4. The post-test research involves testing of the reach and impact of advertising after it has been released. Pre-production research and post-testing are complementary. The former is diagnostic and is concerned with evaluation of notice ability, recognition, recall, comprehension and behavioural changes, if any, brought about by the advertising.

Pre-placement Evaluation of Advertising

Although past experience and a ‘feel’ for the market would always remain valuable aids for advertising executives, a systematic and methodical approach for estimating the possible effectiveness of the advertising before its release would be a worthwhile effort and might also be helpful in avoiding possible adverse effects later.

One of the first advertising decisions may require searching and screening of suitable advertising ideas. This may entail:

1. Quest for new ideas or for new expressions of old ones.

2. Collection of facts about what people knows or feels about a company.

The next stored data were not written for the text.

//! Storage abstraction for the board.
//!
//! The production deployment fronts a relational database; tests and
//! development use the in-memory backend. The trait is object-safe, so the
//! service holds a `Box<dyn BoardStore>` and stays backend-agnostic.
//!
//! # Contracts implementations must honor
//!
//! - Bucket queries return issues sorted by `order` ascending; whole-sprint
//!   fetches sort secondarily by `status` (ties in `order` across different
//!   buckets are expected and harmless).
//! - [`BoardStore::apply_order_patches`] is all-or-nothing: either every
//!   patch row is written or none is, and a concurrent reader never
//!   observes a partially renumbered bucket.
//! - Deleting a project cascades to its sprints and issues.

use crate::domain::{
    Container, Issue, IssueEdit, IssueId, IssueStatus, NewIssue, NewProject, NewSprint,
    OrderPatch, OrgId, Project, ProjectId, Sprint, SprintId, SprintStatus, UserId,
};
use crate::error::{Error, Result};
use async_trait::async_trait;

pub mod in_memory;

/// Core storage trait for projects, sprints and issues.
#[async_trait]
pub trait BoardStore: Send + Sync {
    // ========== Projects ==========

    /// Create a project in the given organisation. The creator becomes the
    /// project's first admin.
    async fn create_project(
        &mut self,
        org: &OrgId,
        new_project: NewProject,
        creator: &UserId,
    ) -> Result<Project>;

    /// Get a project by id. Returns `None` if it doesn't exist.
    async fn get_project(&self, id: &ProjectId) -> Result<Option<Project>>;

    /// List an organisation's projects, most recently created first.
    async fn list_projects(&self, org: &OrgId) -> Result<Vec<Project>>;

    /// Delete a project and cascade to its sprints and issues.
    ///
    /// # Errors
    ///
    /// Returns [`Error::ProjectNotFound`] if the project doesn't exist.
    async fn delete_project(&mut self, id: &ProjectId) -> Result<()>;

    // ========== Sprints ==========

    /// Create a sprint under a project. Sprints start out `Planned`.
    ///
    /// # Errors
    ///
    /// Returns [`Error::ProjectNotFound`] if the project doesn't exist.
    async fn create_sprint(
        &mut self,
        project: &ProjectId,
        new_sprint: NewSprint,
    ) -> Result<Sprint>;

    /// Get a sprint by id. Returns `None` if it doesn't exist.
    async fn get_sprint(&self, id: &SprintId) -> Result<Option<Sprint>>;

    /// List a project's sprints, most recently created first.
    async fn list_sprints(&self, project: &ProjectId) -> Result<Vec<Sprint>>;

    /// Persist a sprint status decided by the state machine.
    ///
    /// # Errors
    ///
    /// Returns [`Error::SprintNotFound`] if the sprint doesn't exist.
    async fn set_sprint_status(&mut self, id: &SprintId, status: SprintStatus) -> Result<Sprint>;

    /// The project's currently active sprint, if any.
    async fn active_sprint(&self, project: &ProjectId) -> Result<Option<Sprint>>;

    // ========== Issues ==========

    /// Insert a fully prepared issue row; `order` has already been computed
    /// by the ordering engine for the target bucket.
    async fn insert_issue(
        &mut self,
        project: &ProjectId,
        new_issue: NewIssue,
        reporter: &UserId,
        order: u32,
    ) -> Result<Issue>;

    /// Get an issue by id. Returns `None` if it doesn't exist.
    async fn get_issue(&self, id: &IssueId) -> Result<Option<Issue>>;

    /// Apply a status/priority edit to an issue.
    ///
    /// # Errors
    ///
    /// Returns [`Error::IssueNotFound`] if the issue doesn't exist.
    async fn update_issue(&mut self, id: &IssueId, edit: IssueEdit) -> Result<Issue>;

    /// Delete an issue. The caller is responsible for renumbering the
    /// remaining bucket.
    ///
    /// # Errors
    ///
    /// Returns [`Error::IssueNotFound`] if the issue doesn't exist.
    async fn delete_issue(&mut self, id: &IssueId) -> Result<()>;

    /// All issues of one (container, status) bucket, `order` ascending.
    async fn bucket(&self, container: &Container, status: IssueStatus) -> Result<Vec<Issue>>;

    /// All issues of a sprint, sorted `order` ascending then `status`
    /// ascending.
    async fn sprint_issues(&self, sprint: &SprintId) -> Result<Vec<Issue>>;

    /// Issues within an organisation that a user reported or is assigned
    /// to, most recently updated first.
    async fn user_issues(&self, org: &OrgId, user: &UserId) -> Result<Vec<Issue>>;

    /// Atomically write back a bulk reorder: every row or none.
    ///
    /// # Errors
    ///
    /// Returns [`Error::IssueNotFound`] (with no rows written) if any patch
    /// references a missing issue.
    async fn apply_order_patches(&mut self, patches: &[OrderPatch]) -> Result<()>;
}

/// Storage backend configuration.
#[derive(Debug, Clone)]
pub enum StoreBackend {
    /// In-memory storage (ephemeral; tests and development).
    InMemory,

    /// Relational database (production). The connection string is handed
    /// to the external store collaborator.
    Postgres(String),
}

/// Create a store instance for the given backend.
///
/// # Errors
///
/// Returns [`Error::Storage`] for backends that are not available in this
/// build.
pub fn create_store(backend: StoreBackend) -> Result<Box<dyn BoardStore>> {
    match backend {
        StoreBackend::InMemory => Ok(in_memory::new_in_memory_store()),
        StoreBackend::Postgres(_conn) => Err(Error::Storage(
            "Postgres store backend not yet implemented".to_string(),
        )),
    }
}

3. Prediction of how people will probably react to a new advertising idea.

Testing of creative approaches and themes, prior to development of creative strategy, can give an early indication of effectiveness. Themes, product ideas, brand names, slogans and other element to be included in an advertisement can thus be evaluated.

Q.6 What is sales promotion? Explain in detail.

Ans.: Meaning of Sales Promotion

1. Sales promotion refers to activities, materials, devices, and techniques, which are used to supplement the advertising and marketing efforts and help to co-ordinate the advertising with the personal selling effort. Sweepstakes are among the most well known sales promotion tools, but other examples include special displays, coupons, promotional discounts, contests, and gift offers.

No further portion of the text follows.